ENTRIES PROVIDED:
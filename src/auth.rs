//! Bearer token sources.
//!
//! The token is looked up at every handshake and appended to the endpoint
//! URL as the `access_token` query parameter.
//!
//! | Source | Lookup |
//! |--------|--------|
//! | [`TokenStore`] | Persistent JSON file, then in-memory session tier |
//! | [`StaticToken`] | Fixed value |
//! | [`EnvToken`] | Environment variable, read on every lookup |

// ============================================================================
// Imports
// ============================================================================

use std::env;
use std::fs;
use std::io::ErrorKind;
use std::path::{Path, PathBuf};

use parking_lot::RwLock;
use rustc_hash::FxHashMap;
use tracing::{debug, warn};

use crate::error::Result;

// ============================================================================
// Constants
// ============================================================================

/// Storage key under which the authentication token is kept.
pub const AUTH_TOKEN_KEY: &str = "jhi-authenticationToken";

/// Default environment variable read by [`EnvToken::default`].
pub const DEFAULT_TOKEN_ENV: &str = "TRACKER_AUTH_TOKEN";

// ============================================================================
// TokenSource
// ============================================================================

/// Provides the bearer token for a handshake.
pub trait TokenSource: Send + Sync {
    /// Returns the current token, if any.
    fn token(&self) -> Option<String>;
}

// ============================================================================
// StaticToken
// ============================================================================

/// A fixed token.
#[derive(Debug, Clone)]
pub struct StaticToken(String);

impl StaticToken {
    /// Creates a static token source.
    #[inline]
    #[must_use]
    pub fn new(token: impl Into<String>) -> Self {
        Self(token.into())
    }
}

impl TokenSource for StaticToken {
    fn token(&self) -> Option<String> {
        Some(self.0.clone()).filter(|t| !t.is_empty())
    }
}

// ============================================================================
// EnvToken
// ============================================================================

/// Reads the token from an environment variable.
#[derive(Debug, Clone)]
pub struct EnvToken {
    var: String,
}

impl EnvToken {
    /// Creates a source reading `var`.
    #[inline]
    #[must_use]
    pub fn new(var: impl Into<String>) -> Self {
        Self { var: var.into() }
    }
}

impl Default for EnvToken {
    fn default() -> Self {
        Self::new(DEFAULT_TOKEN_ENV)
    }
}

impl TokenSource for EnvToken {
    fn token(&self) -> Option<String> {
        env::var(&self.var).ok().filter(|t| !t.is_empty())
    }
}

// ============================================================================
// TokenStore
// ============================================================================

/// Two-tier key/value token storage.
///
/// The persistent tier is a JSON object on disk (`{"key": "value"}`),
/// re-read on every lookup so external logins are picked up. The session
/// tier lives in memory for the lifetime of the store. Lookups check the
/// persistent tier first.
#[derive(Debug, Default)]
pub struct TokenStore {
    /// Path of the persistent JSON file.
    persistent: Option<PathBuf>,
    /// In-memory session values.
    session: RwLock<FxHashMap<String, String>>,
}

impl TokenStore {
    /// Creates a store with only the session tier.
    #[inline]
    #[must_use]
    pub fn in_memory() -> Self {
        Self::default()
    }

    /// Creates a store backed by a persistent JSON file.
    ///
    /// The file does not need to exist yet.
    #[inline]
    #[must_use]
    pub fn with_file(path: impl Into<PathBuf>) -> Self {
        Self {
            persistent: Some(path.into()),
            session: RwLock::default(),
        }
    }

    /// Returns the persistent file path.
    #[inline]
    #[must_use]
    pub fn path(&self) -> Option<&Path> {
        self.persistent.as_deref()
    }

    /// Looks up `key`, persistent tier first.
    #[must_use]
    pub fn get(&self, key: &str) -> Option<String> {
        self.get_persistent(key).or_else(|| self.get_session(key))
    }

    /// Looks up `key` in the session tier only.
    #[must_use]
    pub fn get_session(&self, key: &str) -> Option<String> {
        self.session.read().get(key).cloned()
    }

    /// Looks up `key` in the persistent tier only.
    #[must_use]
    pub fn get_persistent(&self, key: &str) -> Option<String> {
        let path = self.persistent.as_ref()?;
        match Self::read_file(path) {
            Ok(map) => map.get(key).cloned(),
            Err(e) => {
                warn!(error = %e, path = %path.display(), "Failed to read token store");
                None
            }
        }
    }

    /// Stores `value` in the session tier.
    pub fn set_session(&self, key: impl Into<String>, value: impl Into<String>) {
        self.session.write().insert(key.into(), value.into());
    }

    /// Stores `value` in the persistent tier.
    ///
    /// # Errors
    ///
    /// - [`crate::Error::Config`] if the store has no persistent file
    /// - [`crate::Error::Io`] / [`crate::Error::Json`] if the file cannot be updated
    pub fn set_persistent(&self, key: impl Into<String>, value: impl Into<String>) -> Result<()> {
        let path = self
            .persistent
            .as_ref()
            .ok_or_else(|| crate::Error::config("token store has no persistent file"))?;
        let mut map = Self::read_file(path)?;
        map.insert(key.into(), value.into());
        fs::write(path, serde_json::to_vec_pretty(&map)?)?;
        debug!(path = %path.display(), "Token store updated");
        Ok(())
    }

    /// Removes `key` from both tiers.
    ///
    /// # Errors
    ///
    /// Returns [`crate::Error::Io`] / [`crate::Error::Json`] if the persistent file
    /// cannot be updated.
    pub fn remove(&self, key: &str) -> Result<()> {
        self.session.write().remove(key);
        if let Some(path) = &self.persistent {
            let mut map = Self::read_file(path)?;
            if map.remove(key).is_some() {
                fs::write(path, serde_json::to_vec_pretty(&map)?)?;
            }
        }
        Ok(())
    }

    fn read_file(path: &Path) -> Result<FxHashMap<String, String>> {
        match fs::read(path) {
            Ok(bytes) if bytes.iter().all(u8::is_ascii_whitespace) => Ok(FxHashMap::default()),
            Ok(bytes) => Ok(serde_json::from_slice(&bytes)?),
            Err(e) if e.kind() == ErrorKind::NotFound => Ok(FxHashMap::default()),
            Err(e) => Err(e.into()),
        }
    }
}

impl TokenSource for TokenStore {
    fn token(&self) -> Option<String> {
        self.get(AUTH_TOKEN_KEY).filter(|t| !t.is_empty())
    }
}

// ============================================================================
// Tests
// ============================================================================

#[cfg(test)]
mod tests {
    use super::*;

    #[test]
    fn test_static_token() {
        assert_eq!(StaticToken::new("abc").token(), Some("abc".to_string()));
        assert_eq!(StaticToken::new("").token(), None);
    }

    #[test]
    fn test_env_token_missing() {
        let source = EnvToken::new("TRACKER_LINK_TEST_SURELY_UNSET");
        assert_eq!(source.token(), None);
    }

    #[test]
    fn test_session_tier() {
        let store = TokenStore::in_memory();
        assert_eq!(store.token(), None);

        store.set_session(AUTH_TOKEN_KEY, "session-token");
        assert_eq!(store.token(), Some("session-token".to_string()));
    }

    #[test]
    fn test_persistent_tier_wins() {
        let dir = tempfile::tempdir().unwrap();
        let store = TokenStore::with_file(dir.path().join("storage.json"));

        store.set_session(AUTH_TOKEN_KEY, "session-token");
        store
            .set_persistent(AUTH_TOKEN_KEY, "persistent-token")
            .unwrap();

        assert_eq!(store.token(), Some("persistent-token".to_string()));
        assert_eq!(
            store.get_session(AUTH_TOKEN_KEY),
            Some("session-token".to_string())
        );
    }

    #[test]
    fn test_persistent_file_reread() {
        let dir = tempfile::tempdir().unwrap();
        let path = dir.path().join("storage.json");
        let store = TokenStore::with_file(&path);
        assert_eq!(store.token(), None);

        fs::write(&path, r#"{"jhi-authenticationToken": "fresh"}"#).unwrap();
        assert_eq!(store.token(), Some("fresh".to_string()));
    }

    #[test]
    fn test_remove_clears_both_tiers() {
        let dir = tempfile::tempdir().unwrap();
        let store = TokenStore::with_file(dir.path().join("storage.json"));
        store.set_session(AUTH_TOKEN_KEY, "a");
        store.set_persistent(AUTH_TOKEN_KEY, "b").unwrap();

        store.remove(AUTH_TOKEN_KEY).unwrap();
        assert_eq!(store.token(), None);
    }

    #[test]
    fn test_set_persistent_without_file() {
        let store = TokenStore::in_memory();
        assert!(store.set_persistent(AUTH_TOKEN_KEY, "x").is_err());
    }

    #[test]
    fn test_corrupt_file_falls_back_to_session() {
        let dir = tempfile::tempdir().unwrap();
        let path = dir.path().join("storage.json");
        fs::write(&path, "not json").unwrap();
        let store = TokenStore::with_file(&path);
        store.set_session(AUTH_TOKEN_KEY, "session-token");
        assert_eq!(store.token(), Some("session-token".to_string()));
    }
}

PROBLEM DESCRIPTION:
Provide only the number of lines in the records containing the string "Option".

SOLUTION TO THIS TASK:
9